• **EXERCISE REQUIREMENTS**:
Pick out the lines below that contain the string "ResourceLedgerService" and copy them all.

• **GIVEN ENTRIES**:
// src/services/api_server.rs
//! HTTP API for the DID registrar.
//!
//! Exposes the lifecycle registrar and the linked resource service over REST:
//! - `POST   /dids`                              create a DID
//! - `GET    /dids/:did`                         resolve a DID
//! - `PUT    /dids/:did`                         update a DID document
//! - `DELETE /dids/:did`                         deactivate a DID
//! - `POST   /dids/:did/resources`               add a linked resource version
//! - `GET    /dids/:did/resources`               list linked resources
//! - `GET    /dids/:did/resources/:resource_id`  fetch one linked resource
//! - `POST   /estimate-fee`                      dry-run a DID or resource registry call
//!
//! Lifecycle endpoints always answer with a [`DidOperationResult`]; a
//! `failed` state maps to 400 Bad Request.

use crate::did::resolver::ERROR_NOT_FOUND;
use crate::did::validator::validate_json;
use crate::error::RegistrarError;
use crate::models::did::{Did, DidDocument, Network, DEFAULT_DID_METHOD};
use crate::models::registration::DidOperationResult;
use crate::models::resource::ResourcePayload;
use crate::services::registrar::{CreateOptions, DidRegistrar, ERROR_INVALID_PRIVATE_KEY};
use crate::services::resource_service::ResourceLedgerService;
use crate::wallet::key_management::parse_private_key_hex;
use axum::{
    extract::{Json, Path, State},
    http::StatusCode,
    response::{IntoResponse, Response},
    routing::{get, post},
    Router,
};
use ethers::abi::Token;
use log::info;
use serde::{Deserialize, Serialize};
use serde_json::{json, Value};
use std::net::SocketAddr;
use std::sync::Arc;

// API request structures

/// Request payload for creating a new DID
#[derive(Serialize, Deserialize, Debug)]
#[serde(rename_all = "camelCase")]
pub struct CreateDidRequest {
    #[serde(default)]
    pub method: Option<String>,
    #[serde(default)]
    pub network: Network,
    #[serde(default)]
    pub endpoint: Option<String>,
    /// Hex encoded private key, with or without `0x`
    pub private_key: String,
}

/// Request payload for updating an existing DID
#[derive(Serialize, Deserialize, Debug)]
#[serde(rename_all = "camelCase")]
pub struct UpdateDidRequest {
    /// Raw document, checked with [`validate_json`] before it is typed
    #[serde(default)]
    pub did_document: Option<Value>,
    /// Additional key to append as a verification method
    #[serde(default)]
    pub private_key: Option<String>,
}

/// Request payload for adding a linked resource
#[derive(Serialize, Deserialize, Debug)]
#[serde(rename_all = "camelCase")]
pub struct AddResourceRequest {
    /// Key identifier of the DID's controlling key
    pub key_id: String,
    #[serde(flatten)]
    pub resource: ResourcePayload,
}

/// Registry a fee estimate is computed against
#[derive(Serialize, Deserialize, Debug, Clone, Copy, PartialEq, Eq, Default)]
#[serde(rename_all = "lowercase")]
pub enum FeeRegistry {
    #[default]
    Did,
    Resource,
}

/// Request payload for a registry fee estimate
#[derive(Serialize, Deserialize, Debug)]
#[serde(rename_all = "camelCase")]
pub struct EstimateFeeRequest {
    #[serde(default)]
    pub registry: FeeRegistry,
    /// Registry method, e.g. `createDID`, `updateDIDDoc`, `addResource`
    pub method: String,
    pub did: String,
    #[serde(default)]
    pub did_document: Option<DidDocument>,
    /// Only read for the resource registry
    #[serde(default)]
    pub resource_id: Option<String>,
    /// Only read for the resource registry
    #[serde(default)]
    pub resource: Option<ResourcePayload>,
}

fn decode_private_key(private_key: &str) -> Result<Vec<u8>, Response> {
    parse_private_key_hex(private_key)
        .map(|key| key.to_bytes().to_vec())
        .map_err(|_| operation_response(DidOperationResult::failed(ERROR_INVALID_PRIVATE_KEY)))
}

fn operation_response(result: DidOperationResult) -> Response {
    let status = if result.is_finished() {
        StatusCode::OK
    } else {
        StatusCode::BAD_REQUEST
    };
    (status, Json(result)).into_response()
}

fn error_response(err: RegistrarError) -> Response {
    let status = match &err {
        RegistrarError::InvalidDid(_)
        | RegistrarError::InvalidResource(_)
        | RegistrarError::SigningKeyNotFound(_) => StatusCode::BAD_REQUEST,
        RegistrarError::ResourceNotFound { .. } => StatusCode::NOT_FOUND,
        _ => StatusCode::INTERNAL_SERVER_ERROR,
    };
    (status, Json(json!({ "error": err.to_string() }))).into_response()
}

/// Main API server structure
#[derive(Clone)]
pub struct ApiServer {
    registrar: Arc<DidRegistrar>,
    resources: Arc<ResourceLedgerService>,
}

impl ApiServer {
    /// Creates a new instance of the API server
    ///
    /// # Arguments
    /// * `registrar` - DID lifecycle registrar
    /// * `resources` - Linked resource service
    pub fn new(registrar: DidRegistrar, resources: ResourceLedgerService) -> Self {
        ApiServer {
            registrar: Arc::new(registrar),
            resources: Arc::new(resources),
        }
    }

    /// Builds the router with every API route
    pub fn router(&self) -> Router {
        Router::new()
            .route("/dids", post(Self::create_did_handler))
            .route(
                "/dids/:did",
                get(Self::resolve_did_handler)
                    .put(Self::update_did_handler)
                    .delete(Self::deactivate_did_handler),
            )
            .route(
                "/dids/:did/resources",
                post(Self::add_resource_handler).get(Self::list_resources_handler),
            )
            .route(
                "/dids/:did/resources/:resource_id",
                get(Self::get_resource_handler),
            )
            .route("/estimate-fee", post(Self::estimate_fee_handler))
            .with_state(Arc::new(self.clone()))
    }

    /// Starts the API server and begins listening for requests
    ///
    /// # Arguments
    /// * `addr` - Socket address to bind to (e.g., "127.0.0.1:3000")
    pub async fn run(&self, addr: SocketAddr) -> anyhow::Result<()> {
        let listener = tokio::net::TcpListener::bind(addr).await?;
        info!("API server listening on {}", addr);

        axum::serve(listener, self.router()).await?;
        Ok(())
    }

    // =====================
    // DID Lifecycle Handlers
    // =====================

    /// Creates a new DID
    ///
    /// # Endpoint
    /// POST /dids
    ///
    /// # Responses
    /// - 200 OK: `finished` state with the anchored document
    /// - 400 Bad Request: `failed` state with the reason
    async fn create_did_handler(
        State(state): State<Arc<ApiServer>>,
        Json(payload): Json<CreateDidRequest>,
    ) -> Response {
        let private_key = match decode_private_key(&payload.private_key) {
            Ok(private_key) => private_key,
            Err(response) => return response,
        };
        let options = CreateOptions {
            method: payload
                .method
                .unwrap_or_else(|| DEFAULT_DID_METHOD.to_string()),
            network: payload.network,
            endpoint: payload.endpoint,
            private_key,
        };

        operation_response(state.registrar.create(options).await)
    }

    /// Resolves a DID to its published document
    ///
    /// # Endpoint
    /// GET /dids/:did
    ///
    /// # Responses
    /// - 200 OK: document and `deactivated` flag
    /// - 400 Bad Request: malformed identifier
    /// - 404 Not Found: nothing anchored for the identifier
    async fn resolve_did_handler(
        State(state): State<Arc<ApiServer>>,
        Path(did): Path<String>,
    ) -> Response {
        let resolution = match state.registrar.resolve(&did).await {
            Ok(resolution) => resolution,
            Err(e) => return error_response(e),
        };

        let status = match resolution.error.as_deref() {
            None => StatusCode::OK,
            Some(ERROR_NOT_FOUND) => StatusCode::NOT_FOUND,
            Some(_) => StatusCode::BAD_REQUEST,
        };
        let body = json!({
            "didDocument": resolution.did_document,
            "didDocumentMetadata": { "deactivated": resolution.deactivated },
            "didResolutionMetadata": { "error": resolution.error },
        });
        (status, Json(body)).into_response()
    }

    /// Replaces the document of a DID
    ///
    /// # Endpoint
    /// PUT /dids/:did
    async fn update_did_handler(
        State(state): State<Arc<ApiServer>>,
        Path(did): Path<String>,
        Json(payload): Json<UpdateDidRequest>,
    ) -> Response {
        let document = match payload.did_document.as_ref().map(validate_json).transpose() {
            Ok(document) => document,
            Err(invalid) => return operation_response(DidOperationResult::failed(invalid.to_string())),
        };
        let private_key = match payload.private_key.as_deref().map(decode_private_key).transpose() {
            Ok(private_key) => private_key,
            Err(response) => return response,
        };

        operation_response(state.registrar.update(&did, document, private_key).await)
    }

    /// Deactivates a DID
    ///
    /// # Endpoint
    /// DELETE /dids/:did
    async fn deactivate_did_handler(
        State(state): State<Arc<ApiServer>>,
        Path(did): Path<String>,
    ) -> Response {
        operation_response(state.registrar.deactivate(&did).await)
    }

    // =====================
    // Linked Resource Handlers
    // =====================

    /// Adds a new resource version
    ///
    /// # Endpoint
    /// POST /dids/:did/resources
    async fn add_resource_handler(
        State(state): State<Arc<ApiServer>>,
        Path(did): Path<String>,
        Json(payload): Json<AddResourceRequest>,
    ) -> Response {
        match state
            .resources
            .add_resource(&did, &payload.key_id, payload.resource)
            .await
        {
            Ok(added) => (StatusCode::OK, Json(added)).into_response(),
            Err(e) => error_response(e),
        }
    }

    /// Lists every resource of a DID, oldest first
    ///
    /// # Endpoint
    /// GET /dids/:did/resources
    async fn list_resources_handler(
        State(state): State<Arc<ApiServer>>,
        Path(did): Path<String>,
    ) -> Response {
        match state.resources.get_all_resources_by_did(&did).await {
            Ok(resources) => (StatusCode::OK, Json(resources)).into_response(),
            Err(e) => error_response(e),
        }
    }

    /// Fetches a single resource
    ///
    /// # Endpoint
    /// GET /dids/:did/resources/:resource_id
    async fn get_resource_handler(
        State(state): State<Arc<ApiServer>>,
        Path((did, resource_id)): Path<(String, String)>,
    ) -> Response {
        match state
            .resources
            .get_resource_by_did_and_id(&did, &resource_id)
            .await
        {
            Ok(resource) => (StatusCode::OK, Json(resource)).into_response(),
            Err(e) => error_response(e),
        }
    }

    // =====================
    // Fee Estimation
    // =====================

    /// Estimates the cost of a registry write
    ///
    /// # Endpoint
    /// POST /estimate-fee
    ///
    /// `registry` selects the DID registry (default) or the resource registry.
    async fn estimate_fee_handler(
        State(state): State<Arc<ApiServer>>,
        Json(payload): Json<EstimateFeeRequest>,
    ) -> Response {
        let did: Did = match payload.did.parse() {
            Ok(did) => did,
            Err(e) => return error_response(RegistrarError::InvalidDid(e)),
        };

        let estimate = match payload.registry {
            FeeRegistry::Did => {
                let document = payload
                    .did_document
                    .unwrap_or_else(|| DidDocument::deactivated_stub(&payload.did));
                let document_json = match serde_json::to_string(&document) {
                    Ok(json) => json,
                    Err(e) => return error_response(e.into()),
                };
                let args = [Token::Address(did.address), Token::String(document_json)];
                state.registrar.estimate_fee(&payload.method, &args).await
            }
            FeeRegistry::Resource => {
                let resource_json = match payload.resource.as_ref().map(serde_json::to_string).transpose() {
                    Ok(json) => json.unwrap_or_else(|| "{}".to_string()),
                    Err(e) => return error_response(e.into()),
                };
                let args = [
                    Token::Address(did.address),
                    Token::String(payload.resource_id.unwrap_or_default()),
                    Token::String(resource_json),
                ];
                state.resources.estimate_fee(&payload.method, &args).await
            }
        };

        match estimate {
            Ok(estimate) => (StatusCode::OK, Json(estimate)).into_response(),
            Err(e) => error_response(e),
        }
    }
}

• **SOLUTION TO THIS TASK**:
use crate::services::resource_service::ResourceLedgerService;
    resources: Arc<ResourceLedgerService>,
    pub fn new(registrar: DidRegistrar, resources: ResourceLedgerService) -> Self {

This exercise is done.